[Given data — start]

// SPDX-FileCopyrightText: Copyright (c) 2025 NVIDIA CORPORATION & AFFILIATES. All rights reserved.
// SPDX-License-Identifier: Apache-2.0

//! Compute pool implementation
//!
//! The `ComputePool` owns a Rayon thread pool. A kernel launch hands it a grid size and
//! a per-group entry function; every group identifier in `[0, grid_size)` runs exactly
//! once as an independent task, and the launch returns when the whole grid completed.
//!
//! ```ignore
//! use gridtile_runtime::compute::ComputePool;
//!
//! let pool = ComputePool::with_defaults()?;
//! pool.launch(grid_size, |group_id| {
//!     let tile = tile_map.tile_for(group_id);
//!     // run the group's pipeline on `tile`
//! });
//! ```

use super::{ComputeConfig, ComputeMetrics};
use anyhow::Result;
use rayon::prelude::*;
use std::sync::Arc;
use std::time::Instant;

/// A compute pool that hosts kernel execution groups
#[derive(Clone)]
pub struct ComputePool {
    /// The underlying Rayon thread pool
    pool: Arc<rayon::ThreadPool>,

    /// Metrics for monitoring launches
    metrics: Arc<ComputeMetrics>,

    /// Configuration used to create this pool
    config: ComputeConfig,
}

impl std::fmt::Debug for ComputePool {
    fn fmt(&self, f: &mut std::fmt::Formatter<'_>) -> std::fmt::Result {
        f.debug_struct("ComputePool")
            .field("num_threads", &self.pool.current_num_threads())
            .field("metrics", &self.metrics)
            .field("config", &self.config)
            .finish()
    }
}

impl ComputePool {
    /// Create a new compute pool with the given configuration
    pub fn new(config: ComputeConfig) -> Result<Self> {
        let pool = config.build_pool()?;
        let metrics = Arc::new(ComputeMetrics::new());

        tracing::debug!(
            num_threads = pool.current_num_threads(),
            prefix = %config.thread_prefix,
            "compute pool created"
        );

        Ok(Self {
            pool: Arc::new(pool),
            metrics,
            config,
        })
    }

    /// Create a compute pool with default configuration
    pub fn with_defaults() -> Result<Self> {
        Self::new(ComputeConfig::default())
    }

    /// Execute a synchronous computation on the thread pool
    pub fn execute_sync<F, R>(&self, f: F) -> R
    where
        F: FnOnce() -> R + Send,
        R: Send,
    {
        self.pool.install(f)
    }

    /// Run `kernel` once for every execution group in `[0, grid_size)`
    ///
    /// Groups are independent tasks with no ordering guarantee between them. The call
    /// returns after every group ran to completion.
    pub fn launch<F>(&self, grid_size: usize, kernel: F)
    where
        F: Fn(usize) + Send + Sync,
    {
        self.metrics.record_launch_start();
        let start = Instant::now();

        self.pool
            .install(|| (0..grid_size).into_par_iter().for_each(|group_id| kernel(group_id)));

        let elapsed = start.elapsed();
        self.metrics.record_launch_completion(grid_size, elapsed);
        tracing::trace!(grid_size, elapsed_us = elapsed.as_micros() as u64, "grid completed");
    }

    /// Execute two functions in parallel and return both results
    pub fn join<F1, F2, R1, R2>(&self, f1: F1, f2: F2) -> (R1, R2)
    where
        F1: FnOnce() -> R1 + Send,
        F2: FnOnce() -> R2 + Send,
        R1: Send,
        R2: Send,
    {
        self.pool.install(|| rayon::join(f1, f2))
    }

    /// Get metrics for this pool
    pub fn metrics(&self) -> &ComputeMetrics {
        &self.metrics
    }

    /// Get the number of threads in the pool
    pub fn num_threads(&self) -> usize {
        self.pool.current_num_threads()
    }
}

[Given data — finish]

— Exercise aim —
Find the word "ComputeMetrics" in the listing above, then copy each line where it turns up.

— Reply —
use super::{ComputeConfig, ComputeMetrics};
    metrics: Arc<ComputeMetrics>,
        let metrics = Arc::new(ComputeMetrics::new());
    pub fn metrics(&self) -> &ComputeMetrics {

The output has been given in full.